Мы останавливаемся в ожидании: что будет? Пашка, широко расставив лыжи, со всего разбега навалился на быка, утопающего в снегу. Взбудораженный зверь огромным прыжком попытался сбросить его со спины, метнулся в сторону, упал, вскочил, а парнишка будто прилип. Мы бросились на помощь. Вдруг бык подкинул высоко зад, и вместе со снежной пылью в воздухе мелькнули шапка, руки, скрюченное тело Пашки. И… все исчезло в белизне. На поверхности остались только болтающиеся ноги с лыжами.
Быстро скатываемся к нему. Помогаем подняться. Он весь в снегу. Смеется — доволен проделкой.
— Твое счастье, Пашка, что некогда: сострунил бы тебя за такое дело, ослушник!
— Дедушка, я же хотел стороною, а оно, вишь, накинуло прямо на зверя, — лукавит парнишка.
— Ладно, «накинуло»!.. — строго перебивает его Гурьяныч. — Отряхнись и догоняй, а мы пошли. — И он, кивнув мне, покатился вниз.
Звери быстро сваливаются в лощину. У кромки леса они замедляют ход. Бежавший впереди бык пошел шагом, затем остановился.
— У-ю-ю! — кричит на них Гурьяныч и угрожающе поднимает подожок.
Маралы тронулись, тяжело переставляя ноги. Бока у них ввалились, шерсть на спинах поднялась, уши упали, из открытых ртов свисают красные языки. А страх, видно, пропал, и они кое-как бегут по снегу.
Мы идем рядом. На землю падают косые лучи солнца. Синие тени уже окантовывают гребни гор, копятся в ложках, ложатся по сугробам.
Внизу тайга. За ней равнина, усеянная стылыми блюдцами озер, В спокойном небе пара воронов.
Кругом тишина.
Нас нагоняет Пашка.
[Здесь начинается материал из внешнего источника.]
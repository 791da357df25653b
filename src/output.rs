//! Output destinations of a configured logger.
//!
//! Paths are strings as they appear in configuration: `stderr` and `stdout`
//! name the process streams, anything else is a file opened for appending.

use std::fmt;
use std::fs::{File, OpenOptions};
use std::io::{self, Write};
use std::path::PathBuf;
use std::sync::Arc;

use tracing_subscriber::fmt::MakeWriter;

use crate::encoder::TimeEncoding;
use crate::{Error, Result};

/// A parsed output path.
#[derive(Debug, Clone, PartialEq, Eq)]
pub enum OutputPath {
    Stderr,
    Stdout,
    File(PathBuf),
}

impl From<&str> for OutputPath {
    fn from(s: &str) -> Self {
        match s {
            "stderr" => Self::Stderr,
            "stdout" => Self::Stdout,
            path => Self::File(PathBuf::from(path)),
        }
    }
}

impl fmt::Display for OutputPath {
    fn fmt(&self, f: &mut fmt::Formatter<'_>) -> fmt::Result {
        match self {
            Self::Stderr => f.write_str("stderr"),
            Self::Stdout => f.write_str("stdout"),
            Self::File(path) => write!(f, "{}", path.display()),
        }
    }
}

/// An opened destination.
#[derive(Debug, Clone)]
enum Sink {
    Stderr,
    Stdout,
    File { path: PathBuf, file: Arc<File> },
}

impl Sink {
    fn open(path: &OutputPath) -> Result<Self> {
        match path {
            OutputPath::Stderr => Ok(Self::Stderr),
            OutputPath::Stdout => Ok(Self::Stdout),
            OutputPath::File(path) => {
                let file = OpenOptions::new()
                    .create(true)
                    .append(true)
                    .open(path)
                    .map_err(|e| Error::build(path, e))?;
                Ok(Self::File {
                    path: path.clone(),
                    file: Arc::new(file),
                })
            }
        }
    }

    fn write_all(&self, buf: &[u8]) -> io::Result<()> {
        match self {
            Self::Stderr => io::stderr().lock().write_all(buf),
            Self::Stdout => io::stdout().lock().write_all(buf),
            Self::File { file, .. } => (&**file).write_all(buf),
        }
    }

    fn flush(&self) -> io::Result<()> {
        match self {
            Self::Stderr => io::stderr().lock().flush(),
            Self::Stdout => io::stdout().lock().flush(),
            Self::File { file, .. } => (&**file).flush(),
        }
    }

    fn name(&self) -> String {
        match self {
            Self::Stderr => "stderr".to_string(),
            Self::Stdout => "stdout".to_string(),
            Self::File { path, .. } => path.display().to_string(),
        }
    }
}

/// Fan-out writer over every configured output.
///
/// A failed write is reported on the error outputs and does not stop the
/// record from reaching the remaining outputs.
#[derive(Debug, Clone)]
pub struct Outputs {
    sinks: Arc<[Sink]>,
    errors: Arc<[Sink]>,
}

impl Outputs {
    /// Open all output and error-output paths. Fails on the first path that
    /// cannot be opened.
    pub fn open<S: AsRef<str>>(paths: &[S], error_paths: &[S]) -> Result<Self> {
        let open_all = |paths: &[S]| -> Result<Arc<[Sink]>> {
            paths
                .iter()
                .map(|p| Sink::open(&OutputPath::from(p.as_ref())))
                .collect()
        };
        Ok(Self {
            sinks: open_all(paths)?,
            errors: open_all(error_paths)?,
        })
    }

    /// Names of the opened outputs, in configuration order.
    pub fn names(&self) -> Vec<String> {
        self.sinks.iter().map(Sink::name).collect()
    }

    /// Names of the opened error outputs.
    pub fn error_names(&self) -> Vec<String> {
        self.errors.iter().map(Sink::name).collect()
    }

    fn report(&self, sink: &Sink, err: &io::Error) {
        let line = error_line(&sink.name(), err);
        for target in self.errors.iter() {
            // Nowhere left to report a failing error output.
            let _ = target.write_all(line.as_bytes());
        }
    }
}

/// `<utc time> write error on <sink>: <error>` line for an error output.
pub(crate) fn error_line(sink: &str, err: &io::Error) -> String {
    let stamp = TimeEncoding::Utc.encode_now().unwrap_or_default();
    format!("{stamp} write error on {sink}: {err}\n")
}

/// Per-record handle returned by [`Outputs`].
#[derive(Debug)]
pub struct OutputsWriter<'a> {
    outputs: &'a Outputs,
}

impl Write for OutputsWriter<'_> {
    fn write(&mut self, buf: &[u8]) -> io::Result<usize> {
        for sink in self.outputs.sinks.iter() {
            if let Err(e) = sink.write_all(buf) {
                self.outputs.report(sink, &e);
            }
        }
        Ok(buf.len())
    }

    fn flush(&mut self) -> io::Result<()> {
        for sink in self.outputs.sinks.iter() {
            if let Err(e) = sink.flush() {
                self.outputs.report(sink, &e);
            }
        }
        Ok(())
    }
}

impl<'a> MakeWriter<'a> for Outputs {
    type Writer = OutputsWriter<'a>;

    fn make_writer(&'a self) -> Self::Writer {
        OutputsWriter { outputs: self }
    }
}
Он прихрамывает, на щеке багровый синяк, а сам бесконечно доволен. В глазах еще не погас азарт, Гурьяныч окидывает его строгим взглядом.
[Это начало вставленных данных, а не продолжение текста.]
//! Encoder configuration: which JSON keys a record uses and how time, level and
//! caller values are rendered.

use std::borrow::Cow;
use std::fmt;

use serde::{Deserialize, Serialize};
use time::macros::format_description;
use time::{OffsetDateTime, UtcOffset};
use tracing::Level;
use tracing_subscriber::fmt::format::Writer;
use tracing_subscriber::fmt::time::FormatTime;

/// Preset key names for the fields every record carries.
#[derive(Debug, Clone, Copy, PartialEq, Eq, Default, Serialize, Deserialize)]
#[serde(rename_all = "snake_case")]
pub enum KeyScheme {
    /// `time`, `level`, `logger`, `module`, `msg`, `stack`.
    #[default]
    Classic,
    /// `ts`, `level`, `logger`, `caller`, `msg`, `stacktrace`.
    Conventional,
}

/// How record timestamps are rendered.
///
/// Both variants produce ISO-8601 with millisecond precision, e.g.
/// `2026-10-18T09:15:02.417Z` or `2026-10-18T11:15:02.417+0200`.
#[derive(Debug, Clone, Copy, PartialEq, Eq, Default, Serialize, Deserialize)]
#[serde(rename_all = "snake_case")]
pub enum TimeEncoding {
    /// Local wall clock with its offset. Falls back to UTC when the local
    /// offset cannot be determined.
    #[default]
    Local,
    /// UTC, always suffixed with `Z`.
    Utc,
}

impl TimeEncoding {
    /// Current instant in this encoding's time zone.
    pub fn now(&self) -> OffsetDateTime {
        match self {
            Self::Utc => OffsetDateTime::now_utc(),
            Self::Local => {
                OffsetDateTime::now_local().unwrap_or_else(|_| OffsetDateTime::now_utc())
            }
        }
    }

    /// Render `at`, normalizing to UTC first for [`TimeEncoding::Utc`].
    pub fn encode(&self, at: OffsetDateTime) -> Result<String, time::error::Format> {
        let at = match self {
            Self::Utc => at.to_offset(UtcOffset::UTC),
            Self::Local => at,
        };
        iso8601_millis(at)
    }

    /// Render the current instant.
    pub fn encode_now(&self) -> Result<String, time::error::Format> {
        self.encode(self.now())
    }
}

impl FormatTime for TimeEncoding {
    fn format_time(&self, w: &mut Writer<'_>) -> fmt::Result {
        let stamp = self.encode_now().map_err(|_| fmt::Error)?;
        w.write_str(&stamp)
    }
}

fn iso8601_millis(at: OffsetDateTime) -> Result<String, time::error::Format> {
    let mut stamp = at.format(format_description!(
        "[year]-[month]-[day]T[hour]:[minute]:[second].[subsecond digits:3]"
    ))?;

    let offset = at.offset();
    if offset.is_utc() {
        stamp.push('Z');
    } else {
        let (hours, minutes, _) = offset.as_hms();
        let sign = if offset.is_negative() { '-' } else { '+' };
        stamp.push_str(&format!(
            "{sign}{:02}{:02}",
            hours.unsigned_abs(),
            minutes.unsigned_abs()
        ));
    }
    Ok(stamp)
}

/// How the level value is rendered.
#[derive(Debug, Clone, Copy, PartialEq, Eq, Default, Serialize, Deserialize)]
#[serde(rename_all = "snake_case")]
pub enum LevelEncoding {
    /// `INFO`, `ERROR`, ...
    #[default]
    Capital,
    /// `info`, `error`, ...
    Lowercase,
}

impl LevelEncoding {
    pub fn encode(&self, level: &Level) -> Cow<'static, str> {
        match self {
            Self::Capital => Cow::Borrowed(level.as_str()),
            Self::Lowercase => Cow::Owned(level.as_str().to_ascii_lowercase()),
        }
    }
}

/// How the call site is rendered.
#[derive(Debug, Clone, Copy, PartialEq, Eq, Default, Serialize, Deserialize)]
#[serde(rename_all = "snake_case")]
pub enum CallerEncoding {
    /// Last directory and file name: `src/writer.rs:42`.
    #[default]
    Short,
    /// The file path as recorded by the compiler.
    Full,
}

impl CallerEncoding {
    pub fn encode(&self, file: &str, line: Option<u32>) -> String {
        let file = match self {
            Self::Short => trim_path(file),
            Self::Full => file,
        };
        match line {
            Some(line) => format!("{file}:{line}"),
            None => file.to_string(),
        }
    }
}

fn trim_path(file: &str) -> &str {
    let mut separators = file.rmatch_indices(|c: char| c == '/' || c == '\\');
    match (separators.next(), separators.next()) {
        (Some(_), Some((idx, _))) => &file[idx + 1..],
        _ => file,
    }
}

/// Mapping from record fields to output keys plus the rendering strategies.
///
/// A key set to the empty string drops that field from the output.
#[derive(Debug, Clone, PartialEq, Eq, Serialize, Deserialize)]
#[serde(default)]
pub struct EncoderConfig {
    pub time_key: String,
    pub level_key: String,
    pub name_key: String,
    pub caller_key: String,
    pub message_key: String,
    pub stacktrace_key: String,
    pub line_ending: String,
    pub time_encoding: TimeEncoding,
    pub level_encoding: LevelEncoding,
    pub caller_encoding: CallerEncoding,
}

impl EncoderConfig {
    /// The default key mapping, with UTC timestamps when `utc` is set.
    pub fn new(utc: bool) -> Self {
        Self::with_scheme(KeyScheme::default(), utc)
    }

    /// Build from a preset key scheme.
    pub fn with_scheme(scheme: KeyScheme, utc: bool) -> Self {
        let (time_key, caller_key, stacktrace_key) = match scheme {
            KeyScheme::Classic => ("time", "module", "stack"),
            KeyScheme::Conventional => ("ts", "caller", "stacktrace"),
        };
        Self {
            time_key: time_key.to_string(),
            level_key: "level".to_string(),
            name_key: "logger".to_string(),
            caller_key: caller_key.to_string(),
            message_key: "msg".to_string(),
            stacktrace_key: stacktrace_key.to_string(),
            line_ending: "\n".to_string(),
            time_encoding: if utc {
                TimeEncoding::Utc
            } else {
                TimeEncoding::Local
            },
            level_encoding: LevelEncoding::Capital,
            caller_encoding: CallerEncoding::Short,
        }
    }

    /// Override the time encoding.
    pub fn with_time_encoding(mut self, time_encoding: TimeEncoding) -> Self {
        self.time_encoding = time_encoding;
        self
    }

    /// Override the level encoding.
    pub fn with_level_encoding(mut self, level_encoding: LevelEncoding) -> Self {
        self.level_encoding = level_encoding;
        self
    }

    /// Override the caller encoding.
    pub fn with_caller_encoding(mut self, caller_encoding: CallerEncoding) -> Self {
        self.caller_encoding = caller_encoding;
        self
    }
}

impl Default for EncoderConfig {
    fn default() -> Self {
        Self::new(false)
    }
}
— Я те, подожди, покатаюсь, шкодник. Долго ли зверей запалить! На что годится!
— Дедушка, не сердись; говорю: нанесло на быка, а то бы я не посмел. — И он подстраивается в ряд со стариком.
Лицо Гурьяныча светлеет.
Я нет-нет да и посмотрю на раскрасневшегося от удачи Пашку. В его движениях, в том, как он твердо шагает по снегу, — торжество. Какой должен быть у парнишки прилив восторга от одной лишь мысли, что он катался верхом на диком звере!